** Opening Excerpted data block **

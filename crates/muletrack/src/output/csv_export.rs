use muletrack_types::{MonitorResult, MuletrackError, MuletrackResult};
use std::io::Write;
use std::path::Path;
use tracing::info;

use super::format_timestamp;

pub const CSV_HEADER: [&str; 7] = [
    "App ID",
    "Type",
    "Last Called",
    "Request Count",
    "LC Window",
    "RC Window",
    "Error",
];

/// Writes one header row plus one row per result. A missing timestamp is
/// written as "No data", never left blank.
pub fn write_csv<W: Write>(writer: W, results: &[MonitorResult]) -> MuletrackResult<()> {
    let mut csv = csv::Writer::from_writer(writer);

    csv.write_record(CSV_HEADER)
        .map_err(|e| MuletrackError::Export(format!("error writing header to CSV: {}", e)))?;

    for result in results {
        let record = [
            result.app_id.clone(),
            result.app_type.clone(),
            format_timestamp(result.last_called.as_ref()),
            result.request_count.to_string(),
            result.last_called_window.to_string(),
            result.request_count_window.to_string(),
            result
                .failure
                .as_ref()
                .map(|f| f.to_string())
                .unwrap_or_default(),
        ];
        csv.write_record(&record).map_err(|e| {
            MuletrackError::Export(format!("error writing record for app {}: {}", result.app_id, e))
        })?;
    }

    csv.flush()
        .map_err(|e| MuletrackError::Export(format!("error flushing CSV: {}", e)))
}

/// Creates or truncates `path` and writes the results to it.
pub fn export_csv(path: impl AsRef<Path>, results: &[MonitorResult]) -> MuletrackResult<()> {
    let path = path.as_ref();
    let file = std::fs::File::create(path)
        .map_err(|e| MuletrackError::Export(format!("failed to create file {:?}: {}", path, e)))?;
    write_csv(file, results)?;
    info!("Exported {} rows to {:?}", results.len(), path);
    Ok(())
}

#[cfg(test)]
mod tests {
    use super::*;
    use chrono::DateTime;
    use muletrack_types::{LookbackWindow, MonitorFailure};

    fn result(id: &str, count: u64, last_called_ms: Option<i64>) -> MonitorResult {
        MonitorResult {
            app_id: id.into(),
            app_type: "CLOUDHUB".into(),
            last_called: last_called_ms.and_then(DateTime::from_timestamp_millis),
            request_count: count,
            last_called_window: LookbackWindow::parse("15m").unwrap(),
            request_count_window: LookbackWindow::parse("24h").unwrap(),
            failure: None,
        }
    }

    fn rows(results: &[MonitorResult]) -> Vec<Vec<String>> {
        let mut buf = Vec::new();
        write_csv(&mut buf, results).unwrap();
        let mut reader = csv::Reader::from_reader(buf.as_slice());
        reader
            .records()
            .map(|r| r.unwrap().iter().map(String::from).collect())
            .collect()
    }

    #[test]
    fn test_zero_count_and_no_timestamp() {
        let rows = rows(&[result("idle", 0, None)]);
        assert_eq!(rows.len(), 1);
        assert_eq!(rows[0][2], "No data");
        assert_eq!(rows[0][3], "0");
        assert_eq!(rows[0][4], "15m");
        assert_eq!(rows[0][5], "24h");
        assert_eq!(rows[0][6], "");
    }

    #[test]
    fn test_failure_text_is_quoted_field() {
        let mut failed = result("broken", 3, Some(1_700_000_000_000));
        failed.failure = MonitorFailure::from_queries(Some("timeout, retry later".into()), None);

        let rows = rows(&[failed]);
        assert_eq!(rows[0][2], "Tue, 14 Nov 2023 22:13:20 UTC");
        assert_eq!(rows[0][3], "3");
        assert_eq!(
            rows[0][6],
            "lastCalled error: timeout, retry later, requestCount error: <none>"
        );
    }

    #[test]
    fn test_export_to_file() {
        let dir = tempfile::tempdir().unwrap();
        let path = dir.path().join("results.csv");
        export_csv(&path, &[result("a", 1, None), result("b", 2, None)]).unwrap();

        let contents = std::fs::read_to_string(&path).unwrap();
        let mut lines = contents.lines();
        assert_eq!(
            lines.next(),
            Some("App ID,Type,Last Called,Request Count,LC Window,RC Window,Error")
        );
        assert_eq!(lines.count(), 2);
    }
}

** Closing Excerpted data block **

**What is required:** Please find each line in the records above that holds the word "MuletrackResult", and copy it.

**Response area:**
use muletrack_types::{MonitorResult, MuletrackError, MuletrackResult};
pub fn write_csv<W: Write>(writer: W, results: &[MonitorResult]) -> MuletrackResult<()> {
pub fn export_csv(path: impl AsRef<Path>, results: &[MonitorResult]) -> MuletrackResult<()> {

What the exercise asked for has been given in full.